Along this journey that voiced changed, it planted seeds of doubt in my mind. The ex-partner who told me I needed to hit the gym because my butt jiggled, the trainer who told me I could get on stage if I was just a little leaner, the male co-workers who made comments about my body and my training. Those voices and these negative feelings and beliefs from my past that were usually only outside of the gym had now started to creep in.

The relationship I had with others and with myself had become unhappy and destructive. That same voice was there telling me I am not lean enough never good enough, never perfect enough. This is where my love of fitness and health had now become obsessive, restrictive and punishing. Where I was always pushing myself, never giving myself enough rest or recovery and struggling with feelings of inadequacy.

On the outside I was fine, I looked great and didn’t even recognize what was going on whilst I was living in that crazy obsessive bubble. The problem was I was surrounded by people who deep down felt exactly the same way, I was taking advice from others who also felt small inside and out of control.

So much of this was me and my own insecurities, however I was also surrounded by the brainwashing that comes from the fitness industry a focus on aesthetics, leanness,  perfection, and pressure to look and behave a certain way.  Food shaming, body shaming, and orthorexia are rife in the fitness industry, punishment and suffering are celebrated.  Only now I can reflect back on it and see just how much it screwed me up mentally.

Slowly things began to change

Things all really changed for me in January 2017. After an epic fail in a new job in my social work career I made an impulsive decision to go to Nepal, with the intention of going trekking. I had done little to no research and figured I would work it out when I get there.

I ended up spending 30 days worth of hiking through mountains at altitude, in the peak of the winter, with barely any other tourists in sight. I went in and around the Himalayan mountains, up to Everest base camp and some even higher and more picturesque spots. My favourite moment was at a peak at Kalar Pattar which is the highest part of the Himalayas that you can climb without special climbing equipment. I scrambled up there nearly whilst everyone else was knackered in the hut and just enjoyed the view, peace and achievement.

It was an amazing experience, and I started to reflect on all my body could do, not what my body looks like. All the hours in the gym were now paying off to let me achieve with ease these impressive and uncomfortably long days of hiking and climbing at altitude.

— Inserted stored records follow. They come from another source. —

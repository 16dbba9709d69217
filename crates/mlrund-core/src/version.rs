// ABOUTME: Dotted numeric version parsing and comparison for feature gating.
// ABOUTME: Accepts major.minor.patch with an optional build suffix; ordering is numeric component-wise.

use std::fmt;
use std::str::FromStr;

use thiserror::Error;

/// Errors raised when a version string cannot be parsed.
#[derive(Debug, Error)]
pub enum VersionError {
    #[error("malformed version string: {0:?}")]
    Malformed(String),
}

/// A major.minor.patch version with total ordering.
///
/// Platform components report versions like `3.4.0` or `3.4.0-b177.20220325`;
/// anything after the first `-` is a build qualifier and does not participate
/// in ordering. Callers gating features on versions treat a parse failure the
/// same as an absent version (below any threshold).
#[derive(Debug, Clone, Copy, PartialEq, Eq, PartialOrd, Ord)]
pub struct Version {
    pub major: u64,
    pub minor: u64,
    pub patch: u64,
}

impl Version {
    pub const fn new(major: u64, minor: u64, patch: u64) -> Self {
        Self {
            major,
            minor,
            patch,
        }
    }

    /// Parse a version string, discarding any `-` build suffix.
    pub fn parse(raw: &str) -> Result<Self, VersionError> {
        let core = raw.split_once('-').map_or(raw, |(core, _)| core);
        let mut parts = core.split('.');

        let mut component = || -> Result<u64, VersionError> {
            parts
                .next()
                .and_then(|p| p.parse::<u64>().ok())
                .ok_or_else(|| VersionError::Malformed(raw.to_string()))
        };

        let version = Self {
            major: component()?,
            minor: component()?,
            patch: component()?,
        };

        if parts.next().is_some() {
            return Err(VersionError::Malformed(raw.to_string()));
        }
        Ok(version)
    }
}

impl FromStr for Version {
    type Err = VersionError;

    fn from_str(s: &str) -> Result<Self, Self::Err> {
        Self::parse(s)
    }
}

impl fmt::Display for Version {
    fn fmt(&self, f: &mut fmt::Formatter<'_>) -> fmt::Result {
        write!(f, "{}.{}.{}", self.major, self.minor, self.patch)
    }
}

And slowly and surely that voice that was there many years ago came back,  telling me I am strong, I am powerful, I am unbreakable. I remembered the power and the strength of my mind which created feelings of power and resilience, rather than insecurity and doubt.

Where I am at now

While I was there in the freezing mountains I knew that I was not the only one going through this, but that everyone around me was. I was in the majority, not the minority.  I knew that this is the important stuff we should be talking about, sharing and being open with, not hiding behind and feeling suffocated by these thoughts and feelings.

I can look back now and recognize that there were a lot of things in fitness that I didn’t do very well and a lot of things I did that kind of ruined my body. I recognize there are also a lot of things that probably I pushed on to other people too, I have to own that.

I’m at the point now where the bubble has popped,  and once you see some of the BS that goes around,  you can never unsee it. I am here to point out BS when I see it if it helps someone from stopping going through experiences I did.

I have a very healthy relationship with my body, food, and exercise and the things I love in the gym. Feeling strong and powerful are also the things I now enjoy doing outside of the gym. I love exploring in nature going on adventures in the outdoors and I still push my body and challenge myself to be the best version of myself in a way that is kind and from a place of compassion.

If you can relate to any of these feelings, you are not alone.

I am lucky enough that I get to help others who may be stuck in those feelings of insecurity and never enough. I work with women and men to build a healthy relationship with their body, food and self.